Writing After a Bad Teaching Day: Rage, Exhaustion, and the Blank Page
I had some serious writing plans for tonight. I was ready. I actually had notes to work off of. I had a plan.
And then I had a bad teaching day.
Not just a bad day. I had the Alexander and the Terrible, Horrible, No Good, Very Bad Day type of day. And let me tell you, even contemplating writing after a bad teaching day just made my bad day feel worse.
Writing after a bad teaching day can feel impossible.
Not “I’m tired” tired.
Not “long day” tired.
But the kind of tired that crawls into your bones and whispers, Why did you think you could do anything else tonight?

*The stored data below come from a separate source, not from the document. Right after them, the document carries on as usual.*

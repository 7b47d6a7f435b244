//! Directory-backed dictionary cache using JSON payloads.

use std::fs;
use std::path::{Path, PathBuf};

use crate::cache::{LanguageCache, cache_file_name};
use crate::dictionary::Dictionary;
use crate::error::{Error, Result};

/// What: Persists compiled dictionaries as JSON files in a cache directory.
///
/// Details:
/// - File name per entry is the deterministic key from
///   [`cache_file_name`]; storing overwrites existing content.
/// - Payloads are validated on read: the JSON must deserialize into a
///   complete [`Dictionary`] and its embedded name/signature must match the
///   requested pair, otherwise the entry is reported as corrupt.
#[derive(Debug)]
pub struct DiskCache {
    directory: PathBuf,
}

impl DiskCache {
    /// What: Create a cache over `directory`, verifying it is usable.
    ///
    /// Details:
    /// - The directory must be both readable and writable; an unwritable
    ///   cache directory is rejected here rather than turning every later
    ///   `store` into a logged failure.
    /// - Writability is verified with a probe file that is removed again
    ///   immediately.
    ///
    /// # Errors
    /// - [`Error::DirectoryNotFound`] when `directory` does not exist or is
    ///   not a directory
    /// - [`Error::PermissionDenied`] when the directory cannot be read or
    ///   written
    pub fn new(directory: impl Into<PathBuf>) -> Result<Self> {
        let directory = directory.into();
        match fs::read_dir(&directory) {
            Ok(_) => {}
            Err(e) if e.kind() == std::io::ErrorKind::NotFound => {
                return Err(Error::DirectoryNotFound(directory.display().to_string()));
            }
            Err(_) => {
                return Err(Error::PermissionDenied(directory.display().to_string()));
            }
        }

        let probe = directory.join(".write-probe");
        if fs::write(&probe, b"").is_err() {
            return Err(Error::PermissionDenied(directory.display().to_string()));
        }
        let _ = fs::remove_file(&probe);

        Ok(Self { directory })
    }

    /// Cache directory path.
    #[must_use]
    pub fn directory(&self) -> &Path {
        &self.directory
    }
}

impl LanguageCache for DiskCache {
    fn get(&self, name: &str, signature: &str) -> Result<Option<Dictionary>> {
        let file = cache_file_name(name, signature);
        let path = self.directory.join(&file);

        // Absence is a normal miss, never an error.
        if !path.is_file() {
            tracing::debug!(file = %file, "Cache miss for language");
            return Ok(None);
        }

        let payload = fs::read_to_string(&path).map_err(|e| Error::CacheRead {
            file: file.clone(),
            detail: e.to_string(),
        })?;

        let dictionary: Dictionary =
            serde_json::from_str(&payload).map_err(|_| Error::CacheRead {
                file: file.clone(),
                detail: "incomplete or corrupted payload".to_string(),
            })?;

        // A payload whose embedded identity disagrees with its file name would
        // serve translations compiled under a different selection.
        if dictionary.name() != name || dictionary.signature() != signature {
            return Err(Error::CacheRead {
                file,
                detail: format!(
                    "payload identity mismatch (found '{}'/'{}')",
                    dictionary.name(),
                    dictionary.signature()
                ),
            });
        }

        tracing::debug!(
            file = %file,
            entry_count = dictionary.len(),
            "Cache hit for language"
        );
        Ok(Some(dictionary))
    }

    fn store(&self, dictionary: &Dictionary) -> Result<()> {
        let file = cache_file_name(dictionary.name(), dictionary.signature());
        let payload = serde_json::to_string(dictionary).map_err(|e| Error::CacheWrite {
            file: file.clone(),
            detail: e.to_string(),
        })?;

        fs::write(self.directory.join(&file), payload).map_err(|e| Error::CacheWrite {
            file: file.clone(),
            detail: e.to_string(),
        })?;

        tracing::debug!(
            file = %file,
            entry_count = dictionary.len(),
            "Stored compiled language in cache"
        );
        Ok(())
    }
}

#[cfg(test)]
mod tests {
    use super::*;
    use std::collections::HashMap;
    use tempfile::TempDir;

    fn sample_dictionary() -> Dictionary {
        let mut entries = HashMap::new();
        entries.insert("app.greet".to_string(), "Hello".to_string());
        entries.insert("app.bye".to_string(), "Goodbye".to_string());
        Dictionary::new("en".to_string(), "dknmsg".to_string(), entries)
    }

    #[test]
    fn test_new_rejects_missing_directory() {
        let temp_dir = TempDir::new().expect("Failed to create temp directory for test");
        let missing = temp_dir.path().join("nope");
        assert!(matches!(
            DiskCache::new(&missing),
            Err(Error::DirectoryNotFound(_))
        ));
    }

    #[test]
    fn test_new_leaves_no_probe_file_behind() {
        let temp_dir = TempDir::new().expect("Failed to create temp directory for test");
        DiskCache::new(temp_dir.path()).expect("Failed to open cache directory");

        let leftovers = fs::read_dir(temp_dir.path())
            .expect("Failed to list cache directory")
            .count();
        assert_eq!(leftovers, 0);
    }

    #[cfg(unix)]
    #[test]
    fn test_new_rejects_unwritable_directory() {
        use std::os::unix::fs::PermissionsExt;

        let temp_dir = TempDir::new().expect("Failed to create temp directory for test");
        let mut perms = fs::metadata(temp_dir.path())
            .expect("Failed to read directory metadata")
            .permissions();
        perms.set_mode(0o555);
        fs::set_permissions(temp_dir.path(), perms.clone())
            .expect("Failed to make directory read-only");

        // Permission bits do not bind a privileged user; skip the assertion
        // when writes go through anyway (e.g. running as root in CI).
        let check = temp_dir.path().join("writable-check");
        if fs::write(&check, b"x").is_ok() {
            let _ = fs::remove_file(&check);
        } else {
            assert!(matches!(
                DiskCache::new(temp_dir.path()),
                Err(Error::PermissionDenied(_))
            ));
        }

        // Restore so TempDir can clean up.
        perms.set_mode(0o755);
        fs::set_permissions(temp_dir.path(), perms)
            .expect("Failed to restore directory permissions");
    }

    #[test]
    fn test_store_then_get_round_trips() {
        let temp_dir = TempDir::new().expect("Failed to create temp directory for test");
        let cache = DiskCache::new(temp_dir.path()).expect("Failed to open cache directory");

        let dict = sample_dictionary();
        cache.store(&dict).expect("Failed to store dictionary");

        let loaded = cache
            .get("en", "dknmsg")
            .expect("Cache read failed")
            .expect("Expected a cache hit");
        assert_eq!(loaded, dict);
    }

    #[test]
    fn test_get_miss_is_ok_none() {
        let temp_dir = TempDir::new().expect("Failed to create temp directory for test");
        let cache = DiskCache::new(temp_dir.path()).expect("Failed to open cache directory");

        let result = cache.get("en", "dkn").expect("Miss must not be an error");
        assert!(result.is_none());
    }

    #[test]
    fn test_get_corrupt_payload_is_cache_read_error() {
        let temp_dir = TempDir::new().expect("Failed to create temp directory for test");
        let cache = DiskCache::new(temp_dir.path()).expect("Failed to open cache directory");

        let path = temp_dir.path().join(cache_file_name("en", "dkn"));
        fs::write(&path, "{ not json").expect("Failed to write corrupt cache file");

        assert!(matches!(
            cache.get("en", "dkn"),
            Err(Error::CacheRead { .. })
        ));
    }

    #[test]
    fn test_get_missing_field_is_cache_read_error() {
        let temp_dir = TempDir::new().expect("Failed to create temp directory for test");
        let cache = DiskCache::new(temp_dir.path()).expect("Failed to open cache directory");

        // Syntactically valid JSON, but the `entries` field is missing.
        let path = temp_dir.path().join(cache_file_name("en", "dkn"));
        fs::write(&path, r#"{"name":"en","signature":"dkn"}"#)
            .expect("Failed to write incomplete cache file");

        assert!(matches!(
            cache.get("en", "dkn"),
            Err(Error::CacheRead { .. })
        ));
    }

    #[test]
    fn test_get_identity_mismatch_is_cache_read_error() {
        let temp_dir = TempDir::new().expect("Failed to create temp directory for test");
        let cache = DiskCache::new(temp_dir.path()).expect("Failed to open cache directory");

        // Valid dictionary, but stored under a key it was not compiled for.
        let dict = sample_dictionary();
        let payload = serde_json::to_string(&dict).expect("Failed to serialize dictionary");
        let path = temp_dir.path().join(cache_file_name("fr", "dknmsg"));
        fs::write(&path, payload).expect("Failed to write mismatched cache file");

        assert!(matches!(
            cache.get("fr", "dknmsg"),
            Err(Error::CacheRead { .. })
        ));
    }

    #[test]
    fn test_store_overwrites_existing_entry() {
        let temp_dir = TempDir::new().expect("Failed to create temp directory for test");
        let cache = DiskCache::new(temp_dir.path()).expect("Failed to open cache directory");

        cache
            .store(&sample_dictionary())
            .expect("Failed to store dictionary");

        let mut entries = HashMap::new();
        entries.insert("app.greet".to_string(), "Hi".to_string());
        let updated = Dictionary::new("en".to_string(), "dknmsg".to_string(), entries);
        cache.store(&updated).expect("Failed to overwrite dictionary");

        let loaded = cache
            .get("en", "dknmsg")
            .expect("Cache read failed")
            .expect("Expected a cache hit");
        assert_eq!(loaded.get("app.greet"), Some("Hi"));
        assert_eq!(loaded.len(), 1);
    }
}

Today was one of those days.
I was trying to get my students logged on to a testing platform to take the citizenship test, which is a graduation requirement. Enter the most user-unfriendly platform ever. Nobody could log on. Then, of course, there was a fire drill.
The fire drill I did not get a heads up about because Verizon is having a major outage. To say I was crashing out would be a complete and total understatement.
Chef’s kiss.
Craptacular cake completed.
And then you came home.
And the writing was still there, staring at you.
So here’s the real question teacher-writers don’t talk about enough.
When it comes to writing after a bad teaching day, do you try to separate yourself from the chaos first?
Or do you use the stress, anger, and exhaustion as fuel?
Writing After a Bad Teaching Day Requires Honesty, Not Calm
Somewhere along the way, we absorbed the idea that writing requires serenity. Soft lighting. Gentle vibes. A peaceful mind.
That is adorable.
And wildly unrealistic for teachers.
Teaching is loud. Emotional. Overstimulating. It demands constant decision-making and emotional regulation. By the time the day ends, your brain feels like it ran a marathon while juggling flaming clipboards.
Waiting to feel calm before you write often means not writing at all.
You do not need to be calm to create.
You need to be honest.
Rage Writing Is Still Writing
Anger is energy. Frustration is momentum. Exhaustion strips away the performative nonsense and leaves the raw stuff behind.
When systems fail and teachers are expected to compensate endlessly, that anger is not a flaw. It is information.
Writing after a bad teaching day does not have to be pretty.
It does not have to be wise.
It does not have to be publishable.
It just has to be true.
Many writers intentionally use strong emotions as creative fuel, a practice often discussed in writing craft communities like
Writer’s Digest.
You Do Not Have to Leave the Day at the Door
A lot of advice says you should “leave work at work.”
Sometimes that’s healthy.
Sometimes it’s a lie.
Teaching days like this one do not politely stay at school. They follow you home in your shoulders, your jaw, your clenched teeth while making dinner.
Instead of trying to banish the day, you can let it onto the page.
Write the absurdity.
Write the frustration.
Write the exhaustion of caring in a system that keeps breaking.
If writing helps you process stress, you may also find comfort in exploring
writing as self-care and its connection to mental health.
The Transition From Teacher to Writer Can Be Small
This is not about bubble baths or aesthetic routines.
- Sitting in your car for two minutes before going inside
- Changing clothes like you are shedding a skin
- Writing one angry paragraph with no intention of keeping it
The goal is not peace.
The goal is permission.
Some Days You Write Through the Stress. Some Days You Write Because of It.
Both are valid.
Some nights the rage pours straight onto the page.
Some nights you write something completely unrelated because you need escape.
Some nights you write nothing at all, and that is also allowed.
Do not let the idea that you must feel better stop you from writing.
You are allowed to write tired.
You are allowed to write angry.
You are allowed to write after a fire drill, a technology meltdown, and a telecom apocalypse.
If you can teach through chaos, you can write through it too.
And sometimes, writing after a bad teaching day produces the most honest work you will ever do.
But if it doesn’t, that’s okay.
And if the thought of writing after a bad day of teaching, or a bad day of doing whatever your job is, feels completely unbearable, then don’t write. Curl up in your fuzziest blanket like a giant burrito and let the day fade away.